Amos, le 12 mars 2012 – Réunis dans les locaux de la section locale 227 du Syndicat canadien de l’énergie et du papier (SCEP), le représentant de la Fédération des travailleurs et travailleuses du Québec (FTQ), Gilles Chapadeau, ainsi que le président de la section locale 227 du SCEP, Jean-Pierre Lafond, ont dénoncé l’attitude de l’entreprise Résolu qui demande de nouvelles concessions salariales aux travailleurs de l’usine d’Amos.

« Les travailleurs ont déjà fait des concessions importantes lors de la dernière négociation, mais voilà que l’entreprise en veut davantage. C’est tout à fait inacceptable! S’ils veulent baisser les coûts de production, ils auraient tout avantage à mettre de l’avant des projets qu’ils avaient laissés miroiter et à investir dans cette usine.
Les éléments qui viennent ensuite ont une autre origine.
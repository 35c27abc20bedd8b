use crate::model::{Evaluation, Grade, Subject, SubjectSnapshot, GRADE_MAX, GRADE_MIN};
use serde::Serialize;

mod exam;
mod scenarios;

pub use exam::{exam_outlook, ExamOutlook};
pub use scenarios::{generate_scenarios, Scenario, ScenarioGrade};

pub const DEFAULT_TARGET_GRADE: f64 = 4.0;

/// Allowed deviation of a plan's total weight from 100, in percentage points.
pub const WEIGHT_TOLERANCE: f64 = 0.1;

/// Remaining weight at or below this is treated as none left.
const REMAINING_WEIGHT_EPSILON: f64 = 1e-9;

/// Half-up rounding to one decimal: `floor(10x + 0.5) / 10`
pub fn round_off_1_decimal(x: f64) -> f64 {
    ((10.0 * x) + 0.5).floor() / 10.0
}

#[derive(Debug, Clone, Copy, PartialEq, Serialize)]
pub struct AverageResult {
    pub average: f64,
    pub passing: bool,
}

/// Weighted mean renormalized over the weight recorded so far. Grades with a
/// non-finite value or weight are skipped. `None` when no weight was seen.
pub fn weighted_average<'a, I>(grades: I) -> Option<f64>
where
    I: IntoIterator<Item = &'a Grade>,
{
    let mut terms: Vec<(f64, f64)> = grades
        .into_iter()
        .filter(|g| g.value.is_finite() && g.weight.is_finite())
        .map(|g| (g.value, g.weight / 100.0))
        .collect();
    // Sum in a canonical order so the result does not depend on list order.
    terms.sort_by(|a, b| a.1.total_cmp(&b.1).then(a.0.total_cmp(&b.0)));

    let mut weighted_sum = 0.0_f64;
    let mut total_fraction_seen = 0.0_f64;
    for (value, fraction) in terms {
        weighted_sum += value * fraction;
        total_fraction_seen += fraction;
    }

    if total_fraction_seen == 0.0 {
        None
    } else {
        Some(weighted_sum / total_fraction_seen)
    }
}

pub fn compute_average(subject: &Subject) -> AverageResult {
    match weighted_average(subject.effective_grades()) {
        Some(raw) => {
            let average = round_off_1_decimal(raw);
            AverageResult {
                average,
                passing: average >= subject.passing_grade,
            }
        }
        None => AverageResult {
            average: 0.0,
            passing: false,
        },
    }
}

#[derive(Debug, Clone, Copy, PartialEq, Eq, Serialize)]
#[serde(rename_all = "camelCase")]
pub enum ConfigIssue {
    /// The snapshot carried no usable grade collection.
    GradesUnavailable,
    /// Recorded grades already account for all of the weight.
    NoRemainingWeight,
}

#[derive(Debug, Clone, PartialEq, Serialize)]
#[serde(
    tag = "status",
    rename_all = "camelCase",
    rename_all_fields = "camelCase"
)]
pub enum ProjectionResult {
    NoPlan,
    WeightMismatch {
        total_weight: f64,
    },
    NoGradesYet,
    ConfigError {
        reason: ConfigIssue,
    },
    Completed {
        average: f64,
        passed: bool,
    },
    ImpossibleToPass {
        max_possible_final: f64,
    },
    AlreadyPassing {
        current_weighted_sum: f64,
    },
    TooHard {
        required_grade: f64,
    },
    EasyPass {
        required_grade: f64,
    },
    Possible {
        required_grade: f64,
        pending_evaluations: Vec<Evaluation>,
        scenarios: Vec<Scenario>,
    },
}

impl ProjectionResult {
    pub fn status(&self) -> &'static str {
        match self {
            ProjectionResult::NoPlan => "noPlan",
            ProjectionResult::WeightMismatch { .. } => "weightMismatch",
            ProjectionResult::NoGradesYet => "noGradesYet",
            ProjectionResult::ConfigError { .. } => "configError",
            ProjectionResult::Completed { .. } => "completed",
            ProjectionResult::ImpossibleToPass { .. } => "impossibleToPass",
            ProjectionResult::AlreadyPassing { .. } => "alreadyPassing",
            ProjectionResult::TooHard { .. } => "tooHard",
            ProjectionResult::EasyPass { .. } => "easyPass",
            ProjectionResult::Possible { .. } => "possible",
        }
    }
}

/// Missing plan or a plan whose weights do not add up to 100.
fn plan_issue(subject: &Subject) -> Option<ProjectionResult> {
    if subject.evaluations.is_empty() {
        return Some(ProjectionResult::NoPlan);
    }
    let total_weight: f64 = subject.evaluations.iter().map(|e| e.weight).sum();
    if !total_weight.is_finite() || (total_weight - 100.0).abs() > WEIGHT_TOLERANCE {
        return Some(ProjectionResult::WeightMismatch { total_weight });
    }
    None
}

/// Projects what is still needed on pending evaluations to reach `target_grade`.
///
/// The "already passing" check compares the current weighted sum against the
/// target without crediting the 1.0 minimum the remaining evaluations will add,
/// so it only fires once the recorded grades reach the target on their own.
/// `ImpossibleToPass` and `TooHard` describe the same condition from two angles
/// and are kept apart because clients show different messages for them.
pub fn compute_projection(subject: &Subject, target_grade: f64) -> ProjectionResult {
    if let Some(issue) = plan_issue(subject) {
        return issue;
    }

    if subject.grades.is_empty() {
        return ProjectionResult::NoGradesYet;
    }

    let graded = subject.plan_grades();
    let pending = subject.pending_evaluations();
    if pending.is_empty() {
        let average = weighted_average(graded.iter().copied())
            .map(round_off_1_decimal)
            .unwrap_or(0.0);
        return ProjectionResult::Completed {
            average,
            passed: average >= target_grade,
        };
    }

    let mut current_weighted_sum = 0.0_f64;
    let mut completed_weight_fraction = 0.0_f64;
    for g in graded
        .iter()
        .filter(|g| g.value.is_finite() && g.weight.is_finite())
    {
        let fraction = g.weight / 100.0;
        current_weighted_sum += g.value * fraction;
        completed_weight_fraction += fraction;
    }
    let remaining_weight_fraction = 1.0 - completed_weight_fraction;
    if remaining_weight_fraction <= REMAINING_WEIGHT_EPSILON {
        return ProjectionResult::ConfigError {
            reason: ConfigIssue::NoRemainingWeight,
        };
    }

    let max_possible_final = current_weighted_sum + GRADE_MAX * remaining_weight_fraction;
    if max_possible_final < target_grade {
        return ProjectionResult::ImpossibleToPass { max_possible_final };
    }

    if current_weighted_sum >= target_grade {
        return ProjectionResult::AlreadyPassing {
            current_weighted_sum,
        };
    }

    let required_grade = (target_grade - current_weighted_sum) / remaining_weight_fraction;
    if required_grade > GRADE_MAX {
        return ProjectionResult::TooHard { required_grade };
    }
    if required_grade <= GRADE_MIN {
        return ProjectionResult::EasyPass { required_grade };
    }

    let scenarios = generate_scenarios(current_weighted_sum, &pending, target_grade);
    ProjectionResult::Possible {
        required_grade,
        pending_evaluations: pending,
        scenarios,
    }
}

/// Projection over a snapshot whose collections may not have loaded.
pub fn compute_snapshot_projection(
    snapshot: &SubjectSnapshot,
    target_grade: f64,
) -> ProjectionResult {
    if !snapshot.plan_present {
        return ProjectionResult::NoPlan;
    }
    if !snapshot.grades_present {
        // Plan problems are reported before the missing grades.
        if let Some(issue) = plan_issue(&snapshot.subject) {
            return issue;
        }
        return ProjectionResult::ConfigError {
            reason: ConfigIssue::GradesUnavailable,
        };
    }
    compute_projection(&snapshot.subject, target_grade)
}
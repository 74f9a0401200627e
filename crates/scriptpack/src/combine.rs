use indexmap::IndexMap;
use std::hash::Hash;

use crate::config::ToolConfig;

pub trait Combine {
    /// Combine two values, preferring the values in `self`.
    ///
    /// The logic follows that of Cargo's `config.toml`:
    ///
    /// > If a key is specified in multiple config files, the values will get merged together.
    /// > Numbers, strings, and booleans will use the value in the deeper config directory taking
    /// > precedence over ancestor directories, where the home directory is the lowest priority.
    /// > Arrays will be joined together with higher precedence items being placed later in the
    /// > merged array.
    ///
    /// ...with one exception: fragment tables are merged by name, and the higher precedence
    /// definition of a fragment wins outright.
    #[must_use]
    fn combine(self, other: Self) -> Self;
}

macro_rules! impl_combine_or {
    ($name:ty) => {
        impl Combine for Option<$name> {
            fn combine(self, other: Option<$name>) -> Option<$name> {
                self.or(other)
            }
        }
    };
}

impl_combine_or!(ToolConfig);

impl<K, V> Combine for IndexMap<K, V>
where
    K: Eq + Hash,
{
    /// Keep every entry of `self` in its declared order, then append the entries of `other`
    /// whose keys `self` does not define.
    fn combine(mut self, other: IndexMap<K, V>) -> IndexMap<K, V> {
        for (key, value) in other {
            self.entry(key).or_insert(value);
        }
        self
    }
}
« Ils avaient, disaient-ils, des projets qui allaient contribuer à faire baisser les coûts de production, comme celui d’installer une cogénératrice ou encore un incinérateur de biomasse et un récupérateur de vapeur, mais rien de tout cela ne s’est réalisé. Il y a une limite à demander sans cesse aux travailleurs de mettre la main dans leurs poches pour sauver l’usine : l’entreprise aussi doit faire des efforts » a dit Gilles Chapadeau, le conseiller régional de la FTQ.
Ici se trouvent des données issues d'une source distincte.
use anyhow::{Context, Result};
use serde::{Deserialize, Serialize};
use std::env;
use std::path::{Path, PathBuf};
use std::str::FromStr;

use crate::combine::Combine;
use crate::dirs::config_layers;
use crate::error::ConfigurationError;
use crate::manifest::{BundleTarget, FragmentLibrary, ManifestResolver, Variant};
use crate::transform::DEFAULT_EXPORT_TABLE;
use crate::util::resolve_path;
use crate::version::{VersionPattern, VersionStore, VersionedFile};

#[derive(Debug, Clone, PartialEq, Serialize, Deserialize)]
#[serde(default, rename_all = "kebab-case")]
pub struct Config {
    /// Directory for readable and minified artifacts
    pub output_dir: PathBuf,

    /// Directory for artifacts converted to assignment-form exports
    pub runtime_output_dir: PathBuf,

    /// File extension of primary artifacts
    pub extension: String,

    /// File extension of runtime-converted artifacts
    pub runtime_extension: String,

    /// Export table that runtime-converted artifacts bind their exports onto
    pub export_table: String,

    /// Whether line-anchored `import` declarations are stripped when concatenating.
    /// Targets may override this individually.
    pub strip_imports: bool,

    /// What to do with an artifact whose minifier or prettifier fails
    pub on_tool_failure: ToolFailurePolicy,

    /// External command producing minified artifacts
    pub minifier: Option<ToolConfig>,

    /// External command pretty-printing readable artifacts
    pub prettifier: Option<ToolConfig>,

    /// Reusable, ordered source file lists
    pub fragments: FragmentLibrary,

    /// Bundle targets, built in declaration order
    pub targets: Vec<TargetConfig>,

    /// Version manifest and the files the version is propagated into
    pub version: VersionConfig,
}

impl Default for Config {
    fn default() -> Self {
        Self {
            output_dir: PathBuf::from("build"),
            runtime_output_dir: PathBuf::from("build_node"),
            extension: "js".to_owned(),
            runtime_extension: "cjs".to_owned(),
            export_table: DEFAULT_EXPORT_TABLE.to_owned(),
            strip_imports: true,
            on_tool_failure: ToolFailurePolicy::default(),
            minifier: None,
            prettifier: None,
            fragments: FragmentLibrary::new(),
            targets: Vec::new(),
            version: VersionConfig::default(),
        }
    }
}

#[derive(Debug, Clone, PartialEq, Eq, Serialize, Deserialize)]
#[serde(rename_all = "kebab-case")]
pub struct TargetConfig {
    pub name: String,

    /// Artifact identifier; defaults to the target name
    #[serde(default)]
    pub output: Option<String>,

    /// Fragment names, concatenated in this order
    pub fragments: Vec<String>,

    #[serde(default = "Variant::all")]
    pub variants: Vec<Variant>,

    #[serde(default)]
    pub strip_imports: Option<bool>,
}

#[derive(Debug, Clone, PartialEq, Eq, Serialize, Deserialize)]
#[serde(rename_all = "kebab-case")]
pub struct ToolConfig {
    pub command: String,
    #[serde(default)]
    pub args: Vec<String>,
}

impl ToolConfig {
    pub fn new<I, S>(command: impl Into<String>, args: I) -> Self
    where
        I: IntoIterator<Item = S>,
        S: Into<String>,
    {
        Self {
            command: command.into(),
            args: args.into_iter().map(Into::into).collect(),
        }
    }

    /// Split a whitespace-separated command line, e.g. `"uglifyjs -c --warn"`.
    pub fn from_command_line(line: &str) -> Option<Self> {
        let mut words = line.split_whitespace();
        let command = words.next()?;
        Some(Self::new(command, words))
    }
}

#[derive(Debug, Clone, Copy, Default, PartialEq, Eq, Serialize, Deserialize)]
#[serde(rename_all = "kebab-case")]
pub enum ToolFailurePolicy {
    /// Do not write the artifact
    #[default]
    Skip,
    /// Write the text as it was before the failing tool ran
    Fallback,
}

impl FromStr for ToolFailurePolicy {
    type Err = anyhow::Error;

    fn from_str(s: &str) -> Result<Self> {
        match s {
            "skip" => Ok(Self::Skip),
            "fallback" => Ok(Self::Fallback),
            _ => Err(anyhow::anyhow!(
                "Invalid tool failure policy '{}'. Supported policies: skip, fallback",
                s
            )),
        }
    }
}

#[derive(Debug, Clone, PartialEq, Eq, Serialize, Deserialize)]
#[serde(default, rename_all = "kebab-case")]
pub struct VersionConfig {
    /// JSON manifest holding the authoritative `"version"` field
    pub manifest: PathBuf,

    /// Further files carrying the version string
    pub files: Vec<VersionedFileConfig>,
}

impl Default for VersionConfig {
    fn default() -> Self {
        Self {
            manifest: PathBuf::from("package.json"),
            files: Vec::new(),
        }
    }
}

#[derive(Debug, Clone, PartialEq, Eq, Serialize, Deserialize)]
#[serde(rename_all = "kebab-case")]
pub struct VersionedFileConfig {
    pub path: PathBuf,
    #[serde(default = "all_version_patterns")]
    pub patterns: Vec<VersionPattern>,
}

fn all_version_patterns() -> Vec<VersionPattern> {
    VersionPattern::ALL.to_vec()
}

/// `high` unless it still holds the default value.
fn prefer<T: PartialEq>(high: T, low: T, default: &T) -> T {
    if high == *default { low } else { high }
}

impl Combine for Config {
    fn combine(self, other: Self) -> Self {
        let defaults = Self::default();
        Self {
            output_dir: prefer(self.output_dir, other.output_dir, &defaults.output_dir),
            runtime_output_dir: prefer(
                self.runtime_output_dir,
                other.runtime_output_dir,
                &defaults.runtime_output_dir,
            ),
            extension: prefer(self.extension, other.extension, &defaults.extension),
            runtime_extension: prefer(
                self.runtime_extension,
                other.runtime_extension,
                &defaults.runtime_extension,
            ),
            export_table: prefer(self.export_table, other.export_table, &defaults.export_table),
            strip_imports: prefer(self.strip_imports, other.strip_imports, &defaults.strip_imports),
            on_tool_failure: prefer(
                self.on_tool_failure,
                other.on_tool_failure,
                &defaults.on_tool_failure,
            ),
            minifier: self.minifier.combine(other.minifier),
            prettifier: self.prettifier.combine(other.prettifier),
            // Fragments merge by name; targets are replaced wholesale
            fragments: self.fragments.combine(other.fragments),
            targets: if self.targets.is_empty() {
                other.targets
            } else {
                self.targets
            },
            version: prefer(self.version, other.version, &defaults.version),
        }
    }
}

/// Configuration values from environment variables with SCRIPTPACK_ prefix
#[derive(Debug, Clone, Default)]
pub struct EnvConfig {
    pub output_dir: Option<PathBuf>,
    pub runtime_output_dir: Option<PathBuf>,
    pub export_table: Option<String>,
    pub strip_imports: Option<bool>,
    pub minifier: Option<ToolConfig>,
    pub prettifier: Option<ToolConfig>,
    pub on_tool_failure: Option<ToolFailurePolicy>,
}

impl EnvConfig {
    /// Load configuration from environment variables with SCRIPTPACK_ prefix
    pub fn from_env() -> Self {
        let var = |name: &str| env::var(name).ok().filter(|value| !value.trim().is_empty());

        Self {
            output_dir: var("SCRIPTPACK_OUTPUT_DIR").map(PathBuf::from),
            runtime_output_dir: var("SCRIPTPACK_RUNTIME_OUTPUT_DIR").map(PathBuf::from),
            export_table: var("SCRIPTPACK_EXPORT_TABLE").map(|table| table.trim().to_owned()),
            strip_imports: var("SCRIPTPACK_STRIP_IMPORTS").and_then(|value| parse_bool(&value)),
            // SCRIPTPACK_MINIFIER / SCRIPTPACK_PRETTIFIER - whitespace-separated command lines
            minifier: var("SCRIPTPACK_MINIFIER").and_then(|line| ToolConfig::from_command_line(&line)),
            prettifier: var("SCRIPTPACK_PRETTIFIER")
                .and_then(|line| ToolConfig::from_command_line(&line)),
            on_tool_failure: var("SCRIPTPACK_ON_TOOL_FAILURE").and_then(|value| {
                value
                    .trim()
                    .parse()
                    .inspect_err(|err| log::warn!("Ignoring SCRIPTPACK_ON_TOOL_FAILURE: {err}"))
                    .ok()
            }),
        }
    }

    /// Apply environment config to base config
    pub fn apply_to(self, mut config: Config) -> Config {
        if let Some(output_dir) = self.output_dir {
            config.output_dir = output_dir;
        }
        if let Some(runtime_output_dir) = self.runtime_output_dir {
            config.runtime_output_dir = runtime_output_dir;
        }
        if let Some(export_table) = self.export_table {
            config.export_table = export_table;
        }
        if let Some(strip_imports) = self.strip_imports {
            config.strip_imports = strip_imports;
        }
        if let Some(on_tool_failure) = self.on_tool_failure {
            config.on_tool_failure = on_tool_failure;
        }
        config.minifier = self.minifier.combine(config.minifier);
        config.prettifier = self.prettifier.combine(config.prettifier);
        config
    }
}

/// Parse a boolean value from string, supporting various common formats
fn parse_bool(value: &str) -> Option<bool> {
    use cow_utils::CowUtils;
    match value.trim().cow_to_lowercase().as_ref() {
        "true" | "1" | "yes" | "on" => Some(true),
        "false" | "0" | "no" | "off" => Some(false),
        _ => None,
    }
}

impl Config {
    /// Resolve every configured target into its ordered file list.
    pub fn resolve_targets(&self) -> Result<Vec<BundleTarget>, ConfigurationError> {
        ManifestResolver::new(&self.fragments, self.strip_imports).resolve_all(&self.targets)
    }

    /// The version store for a project rooted at `root`.
    pub fn version_store(&self, root: &Path) -> VersionStore {
        let files = self
            .version
            .files
            .iter()
            .map(|file| VersionedFile::new(resolve_path(root, &file.path), file.patterns.clone()))
            .collect();
        VersionStore::new(resolve_path(root, &self.version.manifest), files)
    }

    /// Load a single config file from a path
    pub fn load_from_file<P: AsRef<Path>>(path: P) -> Result<Self> {
        let path = path.as_ref();
        let content = std::fs::read_to_string(path)
            .with_context(|| format!("Failed to read config file: {:?}", path))?;

        let config: Self = toml::from_str(&content)
            .with_context(|| format!("Failed to parse config file: {:?}", path))?;

        Ok(config)
    }

    fn try_load_and_combine<P: AsRef<Path>>(
        config: &mut Self,
        path: P,
        context: &str,
    ) -> Result<()> {
        if path.as_ref().exists() {
            log::debug!("Loading {} from: {:?}", context, path.as_ref());
            let loaded = Self::load_from_file(&path)
                .with_context(|| format!("Failed to load {} from {:?}", context, path.as_ref()))?;
            *config = loaded.combine(config.clone());
        }
        Ok(())
    }

    /// Load configuration with hierarchical precedence:
    /// 1. CLI-provided config path (highest precedence)
    /// 2. Environment variables (SCRIPTPACK_*)
    /// 3. Project config (scriptpack.toml in the project root)
    /// 4. User config (~/.config/scriptpack/scriptpack.toml)
    /// 5. System config (/etc/scriptpack/scriptpack.toml or equivalent)
    /// 6. Default values (lowest precedence)
    pub fn load(root: &Path, cli_config_path: Option<&Path>) -> Result<Self> {
        let mut config = Self::default();

        for (layer, path) in config_layers(root) {
            Self::try_load_and_combine(&mut config, &path, layer.describe())?;
        }

        config = EnvConfig::from_env().apply_to(config);

        if let Some(cli_config_path) = cli_config_path {
            if !cli_config_path.exists() {
                return Err(anyhow::anyhow!(
                    "Config file does not exist: {:?}",
                    cli_config_path
                ));
            }
            Self::try_load_and_combine(&mut config, cli_config_path, "CLI config")?;
        }

        // Pre-flight: every target must resolve before any file is touched
        config
            .resolve_targets()
            .context("Invalid bundle target configuration")?;

        Ok(config)
    }
}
Mardi dernier, le syndicat a demandé que les livres de l’entreprise soient examinés par des experts du Fonds de solidarité, ce qu’a rejeté du revers de la main la direction de Résolu. « La question qui se pose est celle-ci : Résolu tente-t-elle de nous cacher quelque chose? Comment exiger d’en avoir toujours plus si on refuse de faire la preuve d’une non-rentabilité? », se demande pour sa part Jean-Pierre Lafond, président de la section locale.

« L’attitude de l’entreprise est telle qu’elle nous laisse croire que l’avenir de l’usine est menacé. Si tel est le cas, et une fois qu’elle ouvrira ses livres, nous lui proposerons de s’asseoir ensemble et de voir ce que nous sommes prêts à faire de part et d’autre. Nous sommes convaincus jusqu’à preuve du contraire que l’usine d’Amos est rentable et que c’est en grande partie grâce aux efforts déjà consentis par les travailleurs » ajoute le dirigeant syndical.
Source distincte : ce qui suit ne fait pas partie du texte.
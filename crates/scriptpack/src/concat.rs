use log::{debug, warn};
use once_cell::sync::Lazy;
use regex::Regex;
use std::borrow::Cow;
use std::fs;
use std::path::{Path, PathBuf};

use crate::error::MissingSourceError;
use crate::util::{normalize_line_endings, resolve_path};

/// A full line holding a single `import ...;` declaration, including its line break.
static IMPORT_LINE_PATTERN: Lazy<Regex> = Lazy::new(|| {
    Regex::new(r"(?m)^[ \t]*import\b[^\n]*;[ \t]*(?:\n|$)")
        .expect("Invalid regex pattern for import line detection")
});

const FILE_SEPARATOR: char = '\n';

/// The concatenated text of one target. Immutable once produced.
#[derive(Debug, Clone, PartialEq, Eq)]
pub struct MergedUnit {
    text: String,
    sources: Vec<PathBuf>,
}

impl MergedUnit {
    pub fn as_str(&self) -> &str {
        &self.text
    }

    /// Files that contributed text, in bundle order.
    pub fn sources(&self) -> &[PathBuf] {
        &self.sources
    }

    pub fn into_string(self) -> String {
        self.text
    }
}

#[derive(Debug)]
pub struct Concatenation {
    pub unit: MergedUnit,
    pub missing: Vec<MissingSourceError>,
}

/// Remove every line that is a single `import ...;` declaration.
///
/// This is a textual filter, not a parser: an import spanning several lines is kept.
pub fn strip_import_lines(text: &str) -> Cow<'_, str> {
    IMPORT_LINE_PATTERN.replace_all(text, "")
}

#[derive(Debug, Clone)]
pub struct Concatenator {
    root: PathBuf,
    strip_imports: bool,
}

impl Concatenator {
    /// Relative source paths are read from `root`.
    pub fn new(root: impl Into<PathBuf>, strip_imports: bool) -> Self {
        Self {
            root: root.into(),
            strip_imports,
        }
    }

    /// Join the files in order, each followed by a newline.
    ///
    /// A file that cannot be read is reported in [`Concatenation::missing`] and contributes
    /// nothing; the remaining files are still joined.
    pub fn concatenate(&self, files: &[PathBuf]) -> Concatenation {
        let mut text = String::new();
        let mut sources = Vec::with_capacity(files.len());
        let mut missing = Vec::new();

        for file in files {
            match self.read_source(file) {
                Ok(content) => {
                    debug!("Concatenating {:?} ({} bytes)", file, content.len());
                    text.push_str(&content);
                    text.push(FILE_SEPARATOR);
                    sources.push(file.clone());
                }
                Err(source) => {
                    warn!("Source file not found: {:?}", file);
                    missing.push(MissingSourceError {
                        path: file.clone(),
                        source,
                    });
                }
            }
        }

        Concatenation {
            unit: MergedUnit { text, sources },
            missing,
        }
    }

    fn read_source(&self, file: &Path) -> std::io::Result<String> {
        let content = normalize_line_endings(fs::read_to_string(resolve_path(&self.root, file))?);
        if self.strip_imports {
            Ok(strip_import_lines(&content).into_owned())
        } else {
            Ok(content)
        }
    }
}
Le SCEP et la FTQ croient fermement que seule une mobilisation régionale en faveur de l’usine d’Amos viendra à bout de faire comprendre à cette entreprise que les travailleurs et les résidants de la ville d’Amos ne sont pas de simples pions sur leur échiquier. Ils en appellent donc à la solidarité régionale.

La FTQ est la plus grande centrale syndicale au Québec avec plus de 600,000 affiliés.